What needs to be done: Beneath this instruction is a block of data; output from it exactly the lines that run from the one containing "Owns the recurrence" through the one containing "async fn list_peptides(&self)", inclusive.

Task material:
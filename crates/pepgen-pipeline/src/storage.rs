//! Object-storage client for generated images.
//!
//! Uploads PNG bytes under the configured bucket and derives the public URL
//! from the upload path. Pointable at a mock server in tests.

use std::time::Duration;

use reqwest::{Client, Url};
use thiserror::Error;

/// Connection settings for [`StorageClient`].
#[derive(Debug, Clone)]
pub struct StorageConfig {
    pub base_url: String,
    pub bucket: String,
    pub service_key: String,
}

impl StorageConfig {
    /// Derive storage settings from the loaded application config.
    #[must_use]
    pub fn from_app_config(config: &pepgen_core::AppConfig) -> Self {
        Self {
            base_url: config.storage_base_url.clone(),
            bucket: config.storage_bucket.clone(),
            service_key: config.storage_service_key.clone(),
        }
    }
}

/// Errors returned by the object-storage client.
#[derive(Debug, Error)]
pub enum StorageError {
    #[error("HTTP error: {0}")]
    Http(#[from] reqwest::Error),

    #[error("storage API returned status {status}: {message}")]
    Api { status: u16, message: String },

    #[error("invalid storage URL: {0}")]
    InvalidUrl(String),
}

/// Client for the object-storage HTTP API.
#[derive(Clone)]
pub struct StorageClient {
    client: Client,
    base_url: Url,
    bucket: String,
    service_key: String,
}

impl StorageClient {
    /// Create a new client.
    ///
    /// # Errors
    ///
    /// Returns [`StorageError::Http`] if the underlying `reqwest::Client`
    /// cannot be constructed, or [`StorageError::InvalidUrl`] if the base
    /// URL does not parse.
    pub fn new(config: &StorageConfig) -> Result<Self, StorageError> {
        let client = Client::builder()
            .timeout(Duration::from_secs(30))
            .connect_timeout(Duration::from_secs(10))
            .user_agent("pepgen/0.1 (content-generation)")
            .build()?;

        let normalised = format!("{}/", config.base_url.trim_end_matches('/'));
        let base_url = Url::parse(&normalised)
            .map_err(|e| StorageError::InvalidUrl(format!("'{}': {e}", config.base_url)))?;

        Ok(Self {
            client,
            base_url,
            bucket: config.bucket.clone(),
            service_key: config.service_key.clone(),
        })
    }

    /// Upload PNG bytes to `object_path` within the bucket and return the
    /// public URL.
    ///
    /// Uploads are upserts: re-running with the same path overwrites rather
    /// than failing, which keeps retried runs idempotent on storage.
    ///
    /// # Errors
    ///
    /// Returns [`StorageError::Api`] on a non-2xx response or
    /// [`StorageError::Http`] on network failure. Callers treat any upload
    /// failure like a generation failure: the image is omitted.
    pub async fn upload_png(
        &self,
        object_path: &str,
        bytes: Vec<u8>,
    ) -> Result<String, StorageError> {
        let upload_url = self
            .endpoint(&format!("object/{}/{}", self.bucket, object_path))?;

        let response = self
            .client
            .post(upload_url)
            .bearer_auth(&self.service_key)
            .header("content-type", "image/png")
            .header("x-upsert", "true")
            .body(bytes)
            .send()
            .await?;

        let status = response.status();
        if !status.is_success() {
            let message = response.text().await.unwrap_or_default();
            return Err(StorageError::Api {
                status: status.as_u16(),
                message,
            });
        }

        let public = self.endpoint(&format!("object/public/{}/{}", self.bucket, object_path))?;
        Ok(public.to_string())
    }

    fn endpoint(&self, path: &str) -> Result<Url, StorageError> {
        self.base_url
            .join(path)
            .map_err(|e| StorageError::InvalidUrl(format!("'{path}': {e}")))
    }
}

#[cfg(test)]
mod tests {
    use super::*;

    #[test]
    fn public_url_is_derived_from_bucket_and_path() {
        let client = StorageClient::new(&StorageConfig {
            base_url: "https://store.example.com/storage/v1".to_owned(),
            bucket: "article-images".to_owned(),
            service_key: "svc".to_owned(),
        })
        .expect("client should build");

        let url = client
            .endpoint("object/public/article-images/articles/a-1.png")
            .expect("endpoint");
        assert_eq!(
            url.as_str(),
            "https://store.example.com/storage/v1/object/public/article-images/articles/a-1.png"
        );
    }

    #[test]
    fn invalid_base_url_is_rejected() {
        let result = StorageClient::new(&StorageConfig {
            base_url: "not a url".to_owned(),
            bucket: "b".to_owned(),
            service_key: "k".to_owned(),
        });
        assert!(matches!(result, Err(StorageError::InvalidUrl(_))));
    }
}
---
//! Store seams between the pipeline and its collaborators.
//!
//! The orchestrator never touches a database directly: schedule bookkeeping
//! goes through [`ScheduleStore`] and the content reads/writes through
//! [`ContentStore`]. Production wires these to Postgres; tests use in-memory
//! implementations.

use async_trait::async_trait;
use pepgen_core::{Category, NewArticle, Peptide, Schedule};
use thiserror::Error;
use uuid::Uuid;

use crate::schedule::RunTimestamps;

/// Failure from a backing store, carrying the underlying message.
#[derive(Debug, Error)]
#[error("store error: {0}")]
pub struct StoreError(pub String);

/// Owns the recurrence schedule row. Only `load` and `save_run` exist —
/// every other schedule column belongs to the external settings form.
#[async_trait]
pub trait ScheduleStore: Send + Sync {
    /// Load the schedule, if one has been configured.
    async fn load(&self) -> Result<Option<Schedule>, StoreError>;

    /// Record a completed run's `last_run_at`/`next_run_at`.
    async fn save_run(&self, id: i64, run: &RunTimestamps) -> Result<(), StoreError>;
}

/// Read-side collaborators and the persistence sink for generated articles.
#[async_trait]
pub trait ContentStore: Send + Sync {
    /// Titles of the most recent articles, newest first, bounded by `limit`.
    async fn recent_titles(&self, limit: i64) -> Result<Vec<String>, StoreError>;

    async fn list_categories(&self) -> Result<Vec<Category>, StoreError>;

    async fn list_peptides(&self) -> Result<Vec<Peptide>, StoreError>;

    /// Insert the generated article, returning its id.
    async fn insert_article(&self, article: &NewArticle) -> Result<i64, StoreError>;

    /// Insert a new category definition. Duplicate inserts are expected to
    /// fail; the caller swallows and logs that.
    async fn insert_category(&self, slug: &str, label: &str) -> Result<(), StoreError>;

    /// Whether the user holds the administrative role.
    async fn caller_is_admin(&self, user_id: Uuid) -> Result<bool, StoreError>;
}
---
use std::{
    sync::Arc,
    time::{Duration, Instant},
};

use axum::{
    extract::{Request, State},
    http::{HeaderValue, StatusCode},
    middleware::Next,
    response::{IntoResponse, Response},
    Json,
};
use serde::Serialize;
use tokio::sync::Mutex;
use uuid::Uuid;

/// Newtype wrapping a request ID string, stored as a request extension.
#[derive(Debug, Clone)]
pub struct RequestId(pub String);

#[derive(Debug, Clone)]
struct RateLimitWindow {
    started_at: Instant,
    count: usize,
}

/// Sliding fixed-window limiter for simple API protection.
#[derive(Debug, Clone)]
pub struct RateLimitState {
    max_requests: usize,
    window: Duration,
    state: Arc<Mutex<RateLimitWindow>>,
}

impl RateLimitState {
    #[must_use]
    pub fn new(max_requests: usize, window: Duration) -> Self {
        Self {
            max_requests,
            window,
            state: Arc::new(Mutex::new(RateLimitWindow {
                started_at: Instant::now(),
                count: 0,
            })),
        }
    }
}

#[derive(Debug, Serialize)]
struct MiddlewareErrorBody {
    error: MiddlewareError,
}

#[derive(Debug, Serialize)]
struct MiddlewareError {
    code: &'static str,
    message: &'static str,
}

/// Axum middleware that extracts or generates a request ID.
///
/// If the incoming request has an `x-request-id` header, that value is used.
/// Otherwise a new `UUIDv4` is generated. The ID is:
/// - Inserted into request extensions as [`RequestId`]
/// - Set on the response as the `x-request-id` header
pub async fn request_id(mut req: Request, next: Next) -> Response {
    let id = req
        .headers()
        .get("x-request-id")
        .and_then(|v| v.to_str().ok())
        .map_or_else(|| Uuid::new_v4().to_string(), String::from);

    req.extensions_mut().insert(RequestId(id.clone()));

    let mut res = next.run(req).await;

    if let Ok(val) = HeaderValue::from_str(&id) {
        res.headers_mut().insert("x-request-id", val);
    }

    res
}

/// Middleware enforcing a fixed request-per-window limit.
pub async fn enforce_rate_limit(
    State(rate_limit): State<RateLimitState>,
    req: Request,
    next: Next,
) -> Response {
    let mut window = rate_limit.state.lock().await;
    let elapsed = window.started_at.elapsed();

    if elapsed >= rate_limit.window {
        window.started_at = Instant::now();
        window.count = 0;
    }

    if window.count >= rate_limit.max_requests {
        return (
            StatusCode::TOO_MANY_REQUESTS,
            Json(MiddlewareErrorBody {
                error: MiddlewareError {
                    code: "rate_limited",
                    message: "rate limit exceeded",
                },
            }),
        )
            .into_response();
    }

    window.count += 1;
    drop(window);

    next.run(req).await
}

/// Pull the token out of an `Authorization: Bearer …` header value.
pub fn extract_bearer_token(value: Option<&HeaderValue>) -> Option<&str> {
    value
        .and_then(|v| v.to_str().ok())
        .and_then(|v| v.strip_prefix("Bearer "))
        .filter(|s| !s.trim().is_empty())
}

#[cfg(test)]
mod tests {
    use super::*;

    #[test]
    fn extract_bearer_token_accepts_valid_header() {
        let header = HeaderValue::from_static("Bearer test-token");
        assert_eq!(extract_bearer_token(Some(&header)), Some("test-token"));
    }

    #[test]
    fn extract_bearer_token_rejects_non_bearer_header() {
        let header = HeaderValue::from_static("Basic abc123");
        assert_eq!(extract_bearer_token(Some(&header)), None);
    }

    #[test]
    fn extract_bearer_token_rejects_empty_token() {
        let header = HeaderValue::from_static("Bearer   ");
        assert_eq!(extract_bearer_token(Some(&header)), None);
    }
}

Response to the task:
/// Owns the recurrence schedule row. Only `load` and `save_run` exist —
/// every other schedule column belongs to the external settings form.
#[async_trait]
pub trait ScheduleStore: Send + Sync {
    /// Load the schedule, if one has been configured.
    async fn load(&self) -> Result<Option<Schedule>, StoreError>;

    /// Record a completed run's `last_run_at`/`next_run_at`.
    async fn save_run(&self, id: i64, run: &RunTimestamps) -> Result<(), StoreError>;
}

/// Read-side collaborators and the persistence sink for generated articles.
#[async_trait]
pub trait ContentStore: Send + Sync {
    /// Titles of the most recent articles, newest first, bounded by `limit`.
    async fn recent_titles(&self, limit: i64) -> Result<Vec<String>, StoreError>;

    async fn list_categories(&self) -> Result<Vec<Category>, StoreError>;

    async fn list_peptides(&self) -> Result<Vec<Peptide>, StoreError>;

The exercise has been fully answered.